Where does the word "trim" show up in the data? Please find each such line and copy it.

Materials provided:
******************************
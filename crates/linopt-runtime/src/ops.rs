//! Scalar operator semantics.
//!
//! This module is the single source of truth for scalar results. Run-time
//! instruction execution and compile-time constant folding both go through
//! [`eval_binary`] and [`eval_unary`], so a folded literal is exactly what the
//! unoptimized program would have computed.
//!
//! ## Type rules
//!
//! - `+ - *` stay integral when both operands are integers (checked, overflow
//!   is an error) and are doubles otherwise; `+` with a string operand
//!   concatenates
//! - `/`, `^` and `log` always produce doubles
//! - `%/%` and `%%` use floor semantics; integer division by zero is an error
//! - comparisons produce booleans; two strings compare lexicographically

use std::cmp::Ordering;

use linopt_hops::{OpOp1, OpOp2};

use crate::errors::EvalError;
use crate::scalar::{truncate_to_i64, ScalarObject};

/// Evaluate a binary scalar operation.
pub fn eval_binary(
    op: OpOp2,
    left: &ScalarObject,
    right: &ScalarObject,
) -> Result<ScalarObject, EvalError> {
    use ScalarObject::{Boolean, Double, Int};

    match op {
        OpOp2::Plus if left.is_string() || right.is_string() => Ok(ScalarObject::String(
            format!("{}{}", left.string_value(), right.string_value()),
        )),
        OpOp2::Plus | OpOp2::Minus | OpOp2::Mult => match (left, right) {
            (Int(l), Int(r)) => checked_int_arithmetic(op, *l, *r).map(Int),
            _ => {
                let (l, r) = (left.as_f64()?, right.as_f64()?);
                Ok(Double(match op {
                    OpOp2::Plus => l + r,
                    OpOp2::Minus => l - r,
                    _ => l * r,
                }))
            }
        },
        OpOp2::Div => Ok(Double(left.as_f64()? / right.as_f64()?)),
        OpOp2::IntDiv => match (left, right) {
            (Int(l), Int(r)) => floor_div(*l, *r).map(Int),
            _ => Ok(Double((left.as_f64()? / right.as_f64()?).floor())),
        },
        OpOp2::Modulus => match (left, right) {
            (Int(l), Int(r)) => floor_mod(*l, *r).map(Int),
            _ => {
                let (l, r) = (left.as_f64()?, right.as_f64()?);
                Ok(Double(l - r * (l / r).floor()))
            }
        },
        OpOp2::Pow => Ok(Double(left.as_f64()?.powf(right.as_f64()?))),
        OpOp2::Log => Ok(Double(left.as_f64()?.ln() / right.as_f64()?.ln())),
        OpOp2::Min | OpOp2::Max => match (left, right) {
            (Int(l), Int(r)) => Ok(Int(if op == OpOp2::Min {
                (*l).min(*r)
            } else {
                (*l).max(*r)
            })),
            _ => {
                let (l, r) = (left.as_f64()?, right.as_f64()?);
                if l.is_nan() || r.is_nan() {
                    return Ok(Double(f64::NAN));
                }
                Ok(Double(if op == OpOp2::Min { l.min(r) } else { l.max(r) }))
            }
        },
        OpOp2::Less
        | OpOp2::LessEqual
        | OpOp2::Greater
        | OpOp2::GreaterEqual
        | OpOp2::Equal
        | OpOp2::NotEqual => compare(op, left, right).map(Boolean),
        OpOp2::And => {
            let (l, r) = (left.as_bool()?, right.as_bool()?);
            Ok(Boolean(l && r))
        }
        OpOp2::Or => {
            let (l, r) = (left.as_bool()?, right.as_bool()?);
            Ok(Boolean(l || r))
        }
        OpOp2::CBind | OpOp2::RBind => Err(EvalError::UnsupportedOperation(format!(
            "{} is not defined on scalars",
            op
        ))),
    }
}

/// Evaluate a unary scalar operation.
pub fn eval_unary(op: OpOp1, input: &ScalarObject) -> Result<ScalarObject, EvalError> {
    use ScalarObject::{Boolean, Double, Int};

    match op {
        OpOp1::Not => Ok(Boolean(!input.as_bool()?)),
        OpOp1::Abs => match input {
            Int(v) => v
                .checked_abs()
                .map(Int)
                .ok_or_else(|| EvalError::IntegerOverflow(format!("abs({})", v))),
            _ => Ok(Double(input.as_f64()?.abs())),
        },
        OpOp1::Round | OpOp1::Floor | OpOp1::Ceil => match input {
            Int(v) => Ok(Int(*v)),
            _ => {
                let v = input.as_f64()?;
                Ok(Double(match op {
                    OpOp1::Round => v.round(),
                    OpOp1::Floor => v.floor(),
                    _ => v.ceil(),
                }))
            }
        },
        OpOp1::Sqrt => Ok(Double(input.as_f64()?.sqrt())),
        OpOp1::Exp => Ok(Double(input.as_f64()?.exp())),
        OpOp1::Log => Ok(Double(input.as_f64()?.ln())),
        OpOp1::Sin => Ok(Double(input.as_f64()?.sin())),
        OpOp1::Cos => Ok(Double(input.as_f64()?.cos())),
        OpOp1::CastAsScalar => Ok(input.clone()),
        OpOp1::CastAsMatrix => Err(EvalError::UnsupportedOperation(
            "as.matrix produces a matrix".into(),
        )),
        OpOp1::CastAsDouble => cast_as_double(input).map(Double),
        OpOp1::CastAsInt => cast_as_int(input).map(Int),
        OpOp1::CastAsBoolean => cast_as_boolean(input).map(Boolean),
    }
}

fn checked_int_arithmetic(op: OpOp2, l: i64, r: i64) -> Result<i64, EvalError> {
    let result = match op {
        OpOp2::Plus => l.checked_add(r),
        OpOp2::Minus => l.checked_sub(r),
        _ => l.checked_mul(r),
    };
    result.ok_or_else(|| EvalError::IntegerOverflow(format!("{} {} {}", l, op, r)))
}

fn floor_div(l: i64, r: i64) -> Result<i64, EvalError> {
    if r == 0 {
        return Err(EvalError::DivisionByZero(format!("{} %/% 0", l)));
    }
    let q = l
        .checked_div(r)
        .ok_or_else(|| EvalError::IntegerOverflow(format!("{} %/% {}", l, r)))?;
    if l % r != 0 && ((l < 0) != (r < 0)) {
        Ok(q - 1)
    } else {
        Ok(q)
    }
}

fn floor_mod(l: i64, r: i64) -> Result<i64, EvalError> {
    if r == 0 {
        return Err(EvalError::DivisionByZero(format!("{} %% 0", l)));
    }
    let m = l.checked_rem(r).unwrap_or(0);
    if m != 0 && ((m < 0) != (r < 0)) {
        Ok(m + r)
    } else {
        Ok(m)
    }
}

fn compare(op: OpOp2, left: &ScalarObject, right: &ScalarObject) -> Result<bool, EvalError> {
    let ordering = match (left, right) {
        (ScalarObject::String(l), ScalarObject::String(r)) => Some(l.cmp(r)),
        (ScalarObject::String(_), _) | (_, ScalarObject::String(_)) => {
            return Err(EvalError::TypeMismatch(format!(
                "cannot compare {} with {}",
                left.value_type(),
                right.value_type()
            )));
        }
        (ScalarObject::Int(l), ScalarObject::Int(r)) => Some(l.cmp(r)),
        _ => left.as_f64()?.partial_cmp(&right.as_f64()?),
    };

    // NaN compares unequal to everything, including itself.
    let Some(ordering) = ordering else {
        return Ok(op == OpOp2::NotEqual);
    };
    Ok(match op {
        OpOp2::Less => ordering == Ordering::Less,
        OpOp2::LessEqual => ordering != Ordering::Greater,
        OpOp2::Greater => ordering == Ordering::Greater,
        OpOp2::GreaterEqual => ordering != Ordering::Less,
        OpOp2::Equal => ordering == Ordering::Equal,
        _ => ordering != Ordering::Equal,
    })
}

fn cast_as_double(input: &ScalarObject) -> Result<f64, EvalError> {
    match input {
        ScalarObject::String(s) => s
            .trim()
            .parse::<f64>()
            .map_err(|_| EvalError::InvalidCast(format!("'{}' is not a double", s))),
        other => other.as_f64(),
    }
}

fn cast_as_int(input: &ScalarObject) -> Result<i64, EvalError> {
    match input {
        ScalarObject::String(s) => {
            let s = s.trim();
            if let Ok(v) = s.parse::<i64>() {
                return Ok(v);
            }
            let v = s
                .parse::<f64>()
                .map_err(|_| EvalError::InvalidCast(format!("'{}' is not an integer", s)))?;
            truncate_to_i64(v)
        }
        other => other.as_i64(),
    }
}

fn cast_as_boolean(input: &ScalarObject) -> Result<bool, EvalError> {
    match input {
        ScalarObject::String(s) => match s.trim() {
            "TRUE" | "true" => Ok(true),
            "FALSE" | "false" => Ok(false),
            other => Err(EvalError::InvalidCast(format!(
                "'{}' is not a boolean",
                other
            ))),
        },
        other => other.as_bool(),
    }
}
******************************
Answer area:
            .trim()
            let s = s.trim();
        ScalarObject::String(s) => match s.trim() {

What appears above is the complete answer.